◆ WORK ORDER:
Repeat the entries below in full, with every character unchanged.

--- DATA UNDER STUDY Enclosed Below ---

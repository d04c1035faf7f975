//! Assembly of one self-contained offline HTML document.

use super::{
    assets::{AssetKind, AssetLoader, BundleWarning},
    error::{Context, Error, ErrorExt, Result},
    generated::{OFFLINE_BANNER_CSS, banner_html, font_face_css, icon_css},
    settings::{Language, Settings, ToolDescriptor},
    template,
};
use std::io;

/// Separator between concatenated scripts, guarding against missing semicolons.
const SCRIPT_SEPARATOR: &str = "\n;\n";

/// A fully inlined document for one (tool, language) pair.
#[derive(Debug, Clone)]
pub struct AssembledDocument {
    pub tool_id: String,
    pub language: Language,
    pub html: String,
    /// Degraded inputs, in the order they were encountered.
    pub warnings: Vec<BundleWarning>,
}

/// Inlines templates, stylesheets, fonts and scripts into single documents.
#[derive(Debug, Clone)]
pub struct Bundler {
    settings: Settings,
}

impl Bundler {
    pub fn new(settings: Settings) -> Self {
        Self { settings }
    }

    pub fn settings(&self) -> &Settings {
        &self.settings
    }

    /// Builds the offline document for `tool` in `language`.
    ///
    /// Only a missing template fails the pair. Every other missing input is
    /// replaced by a placeholder and reported in
    /// [`AssembledDocument::warnings`].
    ///
    /// # Errors
    ///
    /// - [`Error::MissingTemplate`] if the template file does not exist
    /// - [`Error::Fs`] if the template exists but cannot be read
    pub fn assemble(
        &self,
        tool: &ToolDescriptor,
        language: Language,
    ) -> Result<AssembledDocument> {
        let settings = &self.settings;
        let template_rel = tool
            .template(language)
            .context(format!("tool {} has no template for {language}", tool.id()))?;
        let template_path = settings.resolve(template_rel);

        let html = match std::fs::read_to_string(&template_path) {
            Ok(html) => html,
            Err(e) if e.kind() == io::ErrorKind::NotFound => {
                return Err(Error::MissingTemplate {
                    tool: tool.id().to_string(),
                    language,
                    path: template_path,
                });
            }
            Err(e) => return Err(e).fs_context("reading template", &template_path),
        };
        log::debug!(
            "Assembling {} ({language}) from {}",
            tool.id(),
            template_path.display()
        );

        let assets = settings.assets();
        let mut loader = AssetLoader::new(settings.root());

        // Styles: fonts, icons, date picker, site, inline, banner
        let mut styles = vec![
            font_face_css(&mut loader, assets),
            icon_css(),
            loader.text_or_placeholder(&assets.datepicker_css, AssetKind::VendorStylesheet),
            loader.text_or_placeholder(&assets.stylesheet, AssetKind::Stylesheet),
        ];
        styles.extend(template::extract_styles(&html));
        styles.push(OFFLINE_BANNER_CSS.to_string());

        // Scripts: PDF library, date picker, application scripts, inline
        let mut scripts = vec![
            loader.text_or_placeholder(&assets.pdf_js, AssetKind::VendorScript),
            loader.text_or_placeholder(&assets.datepicker_js, AssetKind::VendorScript),
        ];
        for script in tool.script_paths() {
            scripts.push(loader.text_or_placeholder(script, AssetKind::AppScript));
        }
        scripts.extend(template::extract_scripts(&html));

        let banner = banner_html(language, settings.generated_on());
        let body = template::rewrite_body(template::extract_body(&html));
        let body = template::inject_banner(&body, &banner);
        let body_class = template::body_class(&html);

        let document = render_document(&DocumentParts {
            language,
            title: tool.title(language).unwrap_or_else(|| tool.id()),
            styles: &styles.join("\n\n"),
            body_class: body_class.as_deref(),
            body: body.trim(),
            scripts: &template::escape_script_close(&scripts.join(SCRIPT_SEPARATOR)),
        });

        let warnings = loader.into_warnings();
        log::debug!(
            "Assembled {} ({language}): {} bytes, {} warnings",
            tool.id(),
            document.len(),
            warnings.len()
        );

        Ok(AssembledDocument {
            tool_id: tool.id().to_string(),
            language,
            html: document,
            warnings,
        })
    }
}

struct DocumentParts<'a> {
    language: Language,
    title: &'a str,
    styles: &'a str,
    /// Class list carried over from the template's `<body>`
    body_class: Option<&'a str>,
    body: &'a str,
    scripts: &'a str,
}

fn render_document(parts: &DocumentParts<'_>) -> String {
    let body_open = match parts.body_class {
        Some(class) => format!(r#"<body class="{}">"#, escape_attribute(class)),
        None => "<body>".to_string(),
    };
    format!(
        r#"<!DOCTYPE html>
<html lang="{lang}">
<head>
<meta charset="UTF-8">
<meta name="viewport" content="width=device-width, initial-scale=1.0">
<title>{title}</title>
{favicon}
<style>
{styles}
</style>
</head>
{body_open}
{body}
<script>
{scripts}
</script>
</body>
</html>
"#,
        lang = parts.language.code(),
        title = escape_text(parts.title),
        favicon = template::FAVICON_TAG,
        styles = parts.styles,
        body = parts.body,
        scripts = parts.scripts,
    )
}

fn escape_text(text: &str) -> String {
    text.replace('&', "&amp;")
        .replace('<', "&lt;")
        .replace('>', "&gt;")
}

fn escape_attribute(value: &str) -> String {
    escape_text(value).replace('"', "&quot;")
}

--- End of Enclosed DATA UNDER STUDY ---

◆ YOUR RESPONSE:
repository d04c1035faf7f975
//! Assembly of one self-contained offline HTML document.

use super::{
    assets::{AssetKind, AssetLoader, BundleWarning},
    error::{Context, Error, ErrorExt, Result},
    generated::{OFFLINE_BANNER_CSS, banner_html, font_face_css, icon_css},
    settings::{Language, Settings, ToolDescriptor},
    template,
};
use std::io;

/// Separator between concatenated scripts, guarding against missing semicolons.
const SCRIPT_SEPARATOR: &str = "\n;\n";

/// A fully inlined document for one (tool, language) pair.
#[derive(Debug, Clone)]
pub struct AssembledDocument {
    pub tool_id: String,
    pub language: Language,
    pub html: String,
    /// Degraded inputs, in the order they were encountered.
    pub warnings: Vec<BundleWarning>,
}

/// Inlines templates, stylesheets, fonts and scripts into single documents.
#[derive(Debug, Clone)]
pub struct Bundler {
    settings: Settings,
}

impl Bundler {
    pub fn new(settings: Settings) -> Self {
        Self { settings }
    }

    pub fn settings(&self) -> &Settings {
        &self.settings
    }

    /// Builds the offline document for `tool` in `language`.
    ///
    /// Only a missing template fails the pair. Every other missing input is
    /// replaced by a placeholder and reported in
    /// [`AssembledDocument::warnings`].
    ///
    /// # Errors
    ///
    /// - [`Error::MissingTemplate`] if the template file does not exist
    /// - [`Error::Fs`] if the template exists but cannot be read
    pub fn assemble(
        &self,
        tool: &ToolDescriptor,
        language: Language,
    ) -> Result<AssembledDocument> {
        let settings = &self.settings;
        let template_rel = tool
            .template(language)
            .context(format!("tool {} has no template for {language}", tool.id()))?;
        let template_path = settings.resolve(template_rel);

        let html = match std::fs::read_to_string(&template_path) {
            Ok(html) => html,
            Err(e) if e.kind() == io::ErrorKind::NotFound => {
                return Err(Error::MissingTemplate {
                    tool: tool.id().to_string(),
                    language,
                    path: template_path,
                });
            }
            Err(e) => return Err(e).fs_context("reading template", &template_path),
        };
        log::debug!(
            "Assembling {} ({language}) from {}",
            tool.id(),
            template_path.display()
        );

        let assets = settings.assets();
        let mut loader = AssetLoader::new(settings.root());

        // Styles: fonts, icons, date picker, site, inline, banner
        let mut styles = vec![
            font_face_css(&mut loader, assets),
            icon_css(),
            loader.text_or_placeholder(&assets.datepicker_css, AssetKind::VendorStylesheet),
            loader.text_or_placeholder(&assets.stylesheet, AssetKind::Stylesheet),
        ];
        styles.extend(template::extract_styles(&html));
        styles.push(OFFLINE_BANNER_CSS.to_string());

        // Scripts: PDF library, date picker, application scripts, inline
        let mut scripts = vec![
            loader.text_or_placeholder(&assets.pdf_js, AssetKind::VendorScript),
            loader.text_or_placeholder(&assets.datepicker_js, AssetKind::VendorScript),
        ];
        for script in tool.script_paths() {
            scripts.push(loader.text_or_placeholder(script, AssetKind::AppScript));
        }
        scripts.extend(template::extract_scripts(&html));

        let banner = banner_html(language, settings.generated_on());
        let body = template::rewrite_body(template::extract_body(&html));
        let body = template::inject_banner(&body, &banner);
        let body_class = template::body_class(&html);

        let document = render_document(&DocumentParts {
            language,
            title: tool.title(language).unwrap_or_else(|| tool.id()),
            styles: &styles.join("\n\n"),
            body_class: body_class.as_deref(),
            body: body.trim(),
            scripts: &template::escape_script_close(&scripts.join(SCRIPT_SEPARATOR)),
        });

        let warnings = loader.into_warnings();
        log::debug!(
            "Assembled {} ({language}): {} bytes, {} warnings",
            tool.id(),
            document.len(),
            warnings.len()
        );

        Ok(AssembledDocument {
            tool_id: tool.id().to_string(),
            language,
            html: document,
            warnings,
        })
    }
}

struct DocumentParts<'a> {
    language: Language,
    title: &'a str,
    styles: &'a str,
    /// Class list carried over from the template's `<body>`
    body_class: Option<&'a str>,
    body: &'a str,
    scripts: &'a str,
}

fn render_document(parts: &DocumentParts<'_>) -> String {
    let body_open = match parts.body_class {
        Some(class) => format!(r#"<body class="{}">"#, escape_attribute(class)),
        None => "<body>".to_string(),
    };
    format!(
        r#"<!DOCTYPE html>
<html lang="{lang}">
<head>
<meta charset="UTF-8">
<meta name="viewport" content="width=device-width, initial-scale=1.0">
<title>{title}</title>
{favicon}
<style>
{styles}
</style>
</head>
{body_open}
{body}
<script>
{scripts}
</script>
</body>
</html>
"#,
        lang = parts.language.code(),
        title = escape_text(parts.title),
        favicon = template::FAVICON_TAG,
        styles = parts.styles,
        body = parts.body,
        scripts = parts.scripts,
    )
}

fn escape_text(text: &str) -> String {
    text.replace('&', "&amp;")
        .replace('<', "&lt;")
        .replace('>', "&gt;")
}

fn escape_attribute(value: &str) -> String {
    escape_text(value).replace('"', "&quot;")
}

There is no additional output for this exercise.